Between 1739 and 1741 he must also have travelled to Venice, where he was Joseph Wagner’s student and where he learned the art of engraving. It must be emphasised that although Zocchi is primarily known in the modern age as a draughtsman and view painter, he was in his own time pre-eminently a figure painter, even in his architectural and landscape works.

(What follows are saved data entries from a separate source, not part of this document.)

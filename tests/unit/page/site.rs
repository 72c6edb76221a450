use super::*;
use crate::animation::timeline::PlaybackState;
use crate::contact::form::Field;

fn studio() -> Page {
    Page::mount(PageConfig::studio()).unwrap()
}

fn run(page: &mut Page, times: &[f64]) -> PageFrame {
    let mut last = None;
    for &t in times {
        last = Some(page.frame(t));
    }
    last.unwrap()
}

#[test]
fn mount_stacks_sections_and_registers_regions() {
    let page = studio();
    assert_eq!(
        page.section_ids().collect::<Vec<_>>(),
        vec![
            "hero",
            "about",
            "work",
            "services",
            "process",
            "testimonials",
            "partners",
            "contact"
        ]
    );
    assert_eq!(page.section_top("work"), Some(1800.0));
    assert_eq!(page.section_top("contact"), Some(7800.0));
    assert_eq!(page.section_top("footer"), None);
    // one reveal region and one tracking region per section
    assert_eq!(page.runtime().observer().len(), 16);
    assert_eq!(page.active_section(), Some("hero"));
    assert_eq!(page.runtime().document_height(), 9200.0);

    let brand = page.section_layout("hero").unwrap().group("brand_chars").unwrap();
    assert_eq!(brand.len(), "Code De Luxe".len());
}

#[test]
fn first_frame_reports_initial_state() {
    let mut page = studio();
    let frame = page.frame(0.0);
    assert_eq!(frame.offset, 0.0);
    assert_eq!(frame.active.as_deref(), Some("hero"));
    assert!(!frame.scrolled);
    assert_eq!(frame.overlay, OverlayState::Closed);
    assert_eq!(frame.submit, SubmitState::Idle);
    assert_eq!(frame.progress["about"], 0.0);
    assert_eq!(frame.progress.len(), 8);
}

#[test]
fn navigating_scrolls_and_updates_active_section() {
    let mut page = studio();
    page.frame(0.0);
    page.navigate("services").unwrap();
    let frame = run(&mut page, &[0.1, 0.6, 2.0]);
    assert_eq!(frame.offset, 3200.0);
    assert_eq!(frame.active.as_deref(), Some("services"));
    assert!(frame.scrolled);
    assert_eq!(frame.progress["about"], 1.0);
    assert!(page.navigate("footer").is_err());
}

#[test]
fn menu_link_closes_before_scrolling() {
    let mut page = studio();
    page.frame(0.0);
    assert!(page.open_menu().unwrap());
    let frame = run(&mut page, &[1.0, 1.5]);
    assert_eq!(frame.overlay, OverlayState::Open);

    page.navigate("contact").unwrap();
    assert_eq!(page.overlay_state(), OverlayState::Closing);
    assert_eq!(page.runtime().scroll_state().raw_offset, 0.0);

    let frame = run(&mut page, &[1.6, 2.0]);
    assert_eq!(frame.overlay, OverlayState::Closed);
    assert_eq!(page.runtime().scroll_state().raw_offset, 7800.0);
    let frame = run(&mut page, &[2.5, 4.0]);
    assert_eq!(frame.offset, 7800.0);
    assert_eq!(frame.active.as_deref(), Some("contact"));
}

#[test]
fn contact_submit_settles() {
    let mut page = studio();
    let mut form = ContactForm::default();
    form.set(Field::Name, "Grace").unwrap();
    form.set(Field::Email, "grace@navy.mil").unwrap();
    form.set(Field::Message, "Hello").unwrap();

    page.frame(0.0);
    assert!(page.submit_contact(&form).unwrap());
    assert!(!page.submit_contact(&form).unwrap());
    let frame = run(&mut page, &[0.5, 1.0, 1.5, 2.0]);
    assert_eq!(frame.submit, SubmitState::Submitted);
}

#[test]
fn reduced_motion_completes_the_hero_entrance() {
    let mut config = PageConfig::studio();
    config.reduced_motion = true;
    let page = Page::mount(config).unwrap();
    let entrance = page.sections[0].controller.entrance_timeline().unwrap();
    assert_eq!(
        page.runtime().timeline_state(entrance),
        Some(PlaybackState::Completed)
    );
}

#[test]
fn resize_relayouts_vh_sections() {
    let mut page = studio();
    page.resize(Viewport::new(1000.0, 800.0).unwrap()).unwrap();
    assert_eq!(page.section_top("about"), Some(800.0));
    assert_eq!(page.section_top("work"), Some(1600.0));
    assert_eq!(page.runtime().document_height(), 8900.0);

    let tree = page.runtime().tree();
    let work = page.section_layout("work").unwrap();
    assert_eq!(tree.rect(work.root()).unwrap().y0, 1600.0);
    let first_char = work.group("title").unwrap()[0];
    assert_eq!(tree.rect(first_char).unwrap().y0, 1720.0);
    assert!(page.resize(Viewport { width: 0.0, height: 1.0 }).is_err());
}

#[test]
fn unmount_releases_everything() {
    let mut page = studio();
    page.frame(0.0);
    page.open_menu().unwrap();
    page.unmount();
    page.unmount();
    assert!(page.runtime().tree().is_empty());
    assert!(page.runtime().observer().is_empty());
    assert!(page.runtime().is_disposed());
    assert_eq!(page.overlay_state(), OverlayState::Closed);
}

Proof of this lies in Gabburri's own words, when he mentions how Zocchi would pass from landscape painting “after having painted figures in oil, and architecture a fresco and in tempera”.

In the early 1740s, Zocchi was the guest of the Marchese Gerini, “employed in painting in oils various views of the city of Florence, inserting in them an infinite number of well-placed and perfectly drawn figures in the style of the celebrated Canaletto, though perhaps even softer than those in their colours”. From 1750 onward, Zocchi worked with the Galleria dei lavori di pietre dure, where he was actually salaried as the official engraver to the workshop from 1754 until his death, supplying drawings and models, mostly for the workshop's principal commissioner, the Emperor Francis Stephen of Habsburg Lorraine.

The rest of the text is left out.